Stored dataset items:
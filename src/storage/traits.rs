//! Storage trait definitions

use std::path::Path;
use thiserror::Error;

/// Errors that can occur during storage operations
#[derive(Debug, Error)]
pub enum StorageError {
    #[error("Database error: {0}")]
    Database(#[from] rusqlite::Error),

    #[error("Serialization error: {0}")]
    Serialization(#[from] serde_json::Error),

    #[error("IO error: {0}")]
    Io(#[from] std::io::Error),

    #[error("Store lock poisoned")]
    LockPoisoned,
}

/// Result type for storage operations
pub type StorageResult<T> = Result<T, StorageError>;

/// Keys under which the popup's local state is persisted.
///
/// Each blob is JSON-encoded and owned by exactly one component.
pub mod keys {
    /// Tag-count cache blob (map plus `lastWrittenAt`)
    pub const TAG_COUNTS: &str = "tagCounts";
    /// Recent-tag ledger blob
    pub const RECENT_TAGS: &str = "recentTags";
    /// Credential blob
    pub const CREDENTIALS: &str = "credentials";
}

/// Trait for local key-value storage backends
///
/// Values are opaque strings; callers own the encoding. There is no
/// cross-process locking: read-modify-write sequences assume a single
/// writer.
pub trait KeyValueStore: Send + Sync {
    /// Read the value stored under `key`
    fn get(&self, key: &str) -> StorageResult<Option<String>>;

    /// Insert or replace the value stored under `key`
    fn set(&self, key: &str, value: &str) -> StorageResult<()>;

    /// Remove `key`, returning whether it was present
    fn remove(&self, key: &str) -> StorageResult<bool>;
}

/// Extension trait for opening stores from paths
pub trait OpenStore: KeyValueStore + Sized {
    /// Open or create a store at the given path
    fn open(path: impl AsRef<Path>) -> StorageResult<Self>;

    /// Create an in-memory store (useful for testing)
    fn open_in_memory() -> StorageResult<Self>;
}
//! Fetch coordinator: the async driver around [`SuggestState`]
//!
//! The state lives in a `watch` channel so every transition is applied
//! atomically and observers see each one. Effects become spawned tasks;
//! their results re-enter as actions. Superseded fetches are never
//! aborted, only discarded when they report back.

use super::debounce::Debouncer;
use super::state::{Action, Effect, FormData, SuggestState};
use crate::client::{parse_llm_tags, BookmarkApi, CredentialStore, LlmApi, LlmError};
use crate::clock::Clock;
use crate::config::SuggestConfig;
use crate::save::{save_bookmark, SaveError};
use crate::tags::{RecentTagLedger, SuggestionItem, TagCountsMap};
use std::sync::Arc;
use tokio::sync::watch;
use tokio::task::JoinHandle;
use tracing::{debug, warn};

struct Inner {
    store: watch::Sender<SuggestState>,
    bookmarks: Arc<dyn BookmarkApi>,
    llm: Arc<dyn LlmApi>,
    credentials: Arc<dyn CredentialStore>,
    ledger: Arc<RecentTagLedger>,
    clock: Arc<dyn Clock>,
}

impl Inner {
    fn dispatch(self: &Arc<Self>, action: Action) {
        let now = self.clock.now_millis();
        let mut effects = Vec::new();
        self.store.send_modify(|state| effects = state.apply(action, now));
        for effect in effects {
            self.run(effect);
        }
    }

    fn run(self: &Arc<Self>, effect: Effect) {
        let inner = self.clone();
        tokio::spawn(async move {
            let action = match effect {
                Effect::FetchDetails(request) => {
                    match inner.bookmarks.get_post(&request.target_url).await {
                        Ok(post) => Action::DetailsFulfilled { request, post },
                        Err(e) => Action::DetailsRejected {
                            request,
                            error: e.to_string(),
                        },
                    }
                }
                Effect::FetchSuggestions(request) => {
                    match inner.bookmarks.suggest(&request.target_url).await {
                        Ok(suggestions) => Action::SuggestionsFulfilled {
                            request,
                            suggestions,
                        },
                        Err(e) => Action::SuggestionsRejected {
                            request,
                            error: e.to_string(),
                        },
                    }
                }
                Effect::FetchLlm { key, request } => {
                    let Some(token) = inner.llm_token() else {
                        debug!("LLM credential removed before dispatch");
                        inner.dispatch(Action::LlmAbandoned { key });
                        return;
                    };
                    match inner.llm.suggest_tags(&request, &token).await {
                        Ok(reply) => Action::LlmFulfilled {
                            key,
                            tags: parse_llm_tags(&reply),
                        },
                        Err(error) => {
                            warn!(%error, url = %request.url, "LLM suggestion failed");
                            Action::LlmRejected { key, error }
                        }
                    }
                }
                Effect::FilterRecent {
                    key,
                    request,
                    candidates,
                } => {
                    let Some(token) = inner.llm_token() else {
                        inner.dispatch(Action::RelevantRecentRejected {
                            key,
                            error: LlmError::Auth,
                        });
                        return;
                    };
                    match inner.llm.filter_relevant(&request, &candidates, &token).await {
                        Ok(tags) => Action::RelevantRecentFulfilled { key, tags },
                        Err(error) => Action::RelevantRecentRejected { key, error },
                    }
                }
            };
            inner.dispatch(action);
        });
    }

    fn llm_token(&self) -> Option<String> {
        self.credentials
            .read()
            .and_then(|c| c.llm_token().map(str::to_string))
    }
}

/// Orchestrates lookups for one popup session.
///
/// Must be created and used inside a tokio runtime.
pub struct Coordinator {
    inner: Arc<Inner>,
    debouncer: Debouncer<String>,
}

impl Coordinator {
    pub fn new(
        bookmarks: Arc<dyn BookmarkApi>,
        llm: Arc<dyn LlmApi>,
        credentials: Arc<dyn CredentialStore>,
        ledger: Arc<RecentTagLedger>,
        clock: Arc<dyn Clock>,
        config: &SuggestConfig,
    ) -> Self {
        let (store, _) = watch::channel(SuggestState::new());
        let inner = Arc::new(Inner {
            store,
            bookmarks,
            llm,
            credentials,
            ledger,
            clock,
        });

        let settle = inner.clone();
        let debouncer = Debouncer::new(config.debounce, move |url: String| {
            settle.dispatch(Action::UrlSettled(url));
        });

        Self { inner, debouncer }
    }

    /// Load local state: recent tags and credential presence.
    pub fn start(&self) {
        self.inner.dispatch(Action::RecentTagsLoaded(self.inner.ledger.list()));
        self.refresh_credentials();
    }

    /// Open on a known URL (the active tab), skipping the quiet period.
    pub fn open(&self, url: &str) {
        self.debouncer.cancel();
        self.inner.dispatch(Action::UrlEdited(url.to_string()));
        self.inner.dispatch(Action::UrlSettled(url.to_string()));
    }

    /// Raw URL edit; a lookup follows once the text is stable.
    pub fn edit_url(&self, raw: &str) {
        self.inner.dispatch(Action::UrlEdited(raw.to_string()));
        self.debouncer.push(raw.to_string());
    }

    pub fn edit_title(&self, title: &str) {
        self.inner.dispatch(Action::TitleEdited(title.to_string()));
    }

    pub fn edit_description(&self, description: &str) {
        self.inner
            .dispatch(Action::DescriptionEdited(description.to_string()));
    }

    pub fn edit_tags(&self, tags: Vec<String>) {
        self.inner.dispatch(Action::TagsEdited(tags));
    }

    pub fn set_private(&self, private: bool) {
        self.inner.dispatch(Action::PrivateSet(private));
    }

    pub fn set_toread(&self, toread: bool) {
        self.inner.dispatch(Action::ToReadSet(toread));
    }

    /// Re-read the credential store, e.g. after the settings page saved.
    pub fn refresh_credentials(&self) {
        let present = self.inner.llm_token().is_some();
        self.inner.dispatch(Action::LlmCredentialChanged(present));
    }

    pub fn set_tag_counts(&self, counts: TagCountsMap) {
        self.inner.dispatch(Action::TagCountsUpdated(counts));
    }

    /// Forward every vocabulary update from `rx` until it closes.
    pub fn follow_tag_counts(&self, mut rx: watch::Receiver<TagCountsMap>) -> JoinHandle<()> {
        let inner = self.inner.clone();
        tokio::spawn(async move {
            loop {
                let counts = rx.borrow_and_update().clone();
                inner.dispatch(Action::TagCountsUpdated(counts));
                if rx.changed().await.is_err() {
                    break;
                }
            }
        })
    }

    /// Snapshot of the current state.
    pub fn state(&self) -> SuggestState {
        self.inner.store.borrow().clone()
    }

    pub fn form(&self) -> FormData {
        self.inner.store.borrow().form.clone()
    }

    /// Receiver notified after every transition.
    pub fn subscribe(&self) -> watch::Receiver<SuggestState> {
        self.inner.store.subscribe()
    }

    pub fn suggestions(&self) -> Vec<SuggestionItem> {
        self.inner.store.borrow().display_suggestions()
    }

    /// Save the current form and refresh the recent tags on success.
    pub async fn save(&self) -> Result<(), SaveError> {
        let form = self.form();
        save_bookmark(self.inner.bookmarks.as_ref(), &self.inner.ledger, &form).await?;
        self.inner
            .dispatch(Action::RecentTagsLoaded(self.inner.ledger.list()));
        Ok(())
    }
}
//! Suggestion orchestration
//!
//! Decides when a URL is stable enough to look up, runs the lookups,
//! discards stale responses, and gates LLM calls on their context.

mod context;
mod coordinator;
mod debounce;
mod state;
mod target;

pub use context::{ContextKey, ContextKeyCache, KeyDecision, LlmOutcome, SuggestionContext};
pub use coordinator::Coordinator;
pub use debounce::Debouncer;
pub use state::{Action, Effect, FetchRequest, FormData, Lookup, Phase, RequestId, SuggestState};
pub use target::is_plausible_url;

- TRY IT -
Note each line above that holds "impl", then copy all of them.

- SOLUTION TO THIS PROBLEM -
    fn open(path: impl AsRef<Path>) -> StorageResult<Self>;
impl Inner {
impl Coordinator {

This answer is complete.